I had dinner with Don at Flatbread. We had an amazing conversation, as usual. This time the subjects were death, purpose, our place in this world as Americans, which I find disturbing, confusing and frustrating, respectively. He gets me and if I have a choice in the matter - I most certainly do - I would choose to be as open, fresh and energetic as he is at his age. Don is an inspiration and a source of faith for me. Faith in my fellow man, this needs a refresh once-in-awhile. Don is that refresh.
Last night I was confronted and held accountable for something I said to a dear and patient soul when I was drunk. At the time I heard it I dealt with the News like I do whenever someone is attacking my character: I got defencive and reminded them of their trespasses. This is soButmething that hails from my childhood when my mother would criticize the quality of a chore I'd done or some peccadillo of my personality and I would immediate bring up some observation of relating to a similar failing on her part. This is the strategy I employed now. I had a bottle-and-a-half in me, so it was easy to revert to this childhood state. In fact, the wine had nothing to do with it. I had done the same this earlier in the week to my boss, Uma, when she accused me of being careless with my work. My face turned red, ashamed and frustrated with her continuing criticisms of my work and my attitude. Bitch.

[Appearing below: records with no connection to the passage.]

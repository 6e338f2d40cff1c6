//! Scans and parses the lecture lists, the user's lists of kanji to study.
//!
//! Each list is a `;`-separated table without a header:
//! `kanji;german meaning;on readings;kun readings`, where the readings may be left empty.

use eyre::{eyre, WrapErr};
use std::{
    fs,
    path::{Path, PathBuf},
};

const FIELDS: usize = 4;

#[derive(Debug, Clone, PartialEq, Eq)]
pub struct InputRow {
    pub kanji: String,
    pub meaning_de: String,
    pub on_raw: String,
    pub kun_raw: String,
}

#[derive(Debug, Clone)]
pub struct Lecture {
    pub path: PathBuf,
    pub rows: Vec<InputRow>,
}

/// Parses every regular file below `input_root`.
/// Files are visited depth-first, in file name order within a directory.
pub fn scan(input_root: &Path) -> eyre::Result<Vec<Lecture>> {
    let mut files = vec![];
    collect_files(input_root, &mut files);

    let mut lectures = vec![];
    for path in files {
        // files that vanished or can't be read are treated as absent
        let contents = match fs::read(&path) {
            Ok(contents) => contents,
            Err(err) => {
                tracing::debug!("skipping {}: {err}", path.display());
                continue;
            }
        };
        let contents = String::from_utf8(contents)
            .wrap_err_with(|| format!("'{}' is not valid UTF-8", path.display()))?;
        let rows = parse(&contents)
            .wrap_err_with(|| format!("Failed to parse lecture '{}'", path.display()))?;
        tracing::debug!("read {} rows from {}", rows.len(), path.display());
        lectures.push(Lecture { path, rows });
    }
    Ok(lectures)
}

fn collect_files(dir: &Path, files: &mut Vec<PathBuf>) {
    let Ok(entries) = fs::read_dir(dir) else {
        return;
    };
    let mut entries = entries.filter_map(Result::ok).collect::<Vec<_>>();
    entries.sort_by_key(|e| e.file_name());
    for entry in entries {
        // skip hidden entries such as .DS_Store or .git
        if entry.file_name().to_string_lossy().starts_with('.') {
            continue;
        }
        let path = entry.path();
        match entry.file_type() {
            Ok(ft) if ft.is_dir() => collect_files(&path, files),
            // symlinks are followed to files but not to directories
            Ok(_) if path.is_file() => files.push(path),
            _ => {}
        }
    }
}

/// Parses the contents of a single lecture list.
pub fn parse(contents: &str) -> eyre::Result<Vec<InputRow>> {
    let mut reader = csv::ReaderBuilder::new()
        .delimiter(b';')
        .has_headers(false)
        .flexible(true)
        .from_reader(contents.trim().as_bytes());

    let mut rows = vec![];
    for record in reader.records() {
        let record = record?;
        let line = record.position().map(|p| p.line()).unwrap_or_default();
        if record.len() != FIELDS {
            return Err(eyre!(
                "line {line}: expected {FIELDS} fields, found {}",
                record.len()
            ));
        }
        rows.push(InputRow {
            kanji: record[0].to_string(),
            meaning_de: record[1].to_string(),
            on_raw: record[2].to_string(),
            kun_raw: record[3].to_string(),
        });
    }
    Ok(rows)
}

Back to the topic at the top of the last paragraph. I've never been laid so low by something I did when I was drunk, and that includes an episode of pissing myself when I was seventeen. This person deserves all my love and respect; she has supported me through some of my darkest hours in the last 6 months. I'm afraid I've caused her more strife than there is water on the globe, but yet she forgives me. But this time I wen too far.
So, Berry, I am sorry, I'm sorry, I'm sorry.
I love you; your beauty, your laugh, your curiosity.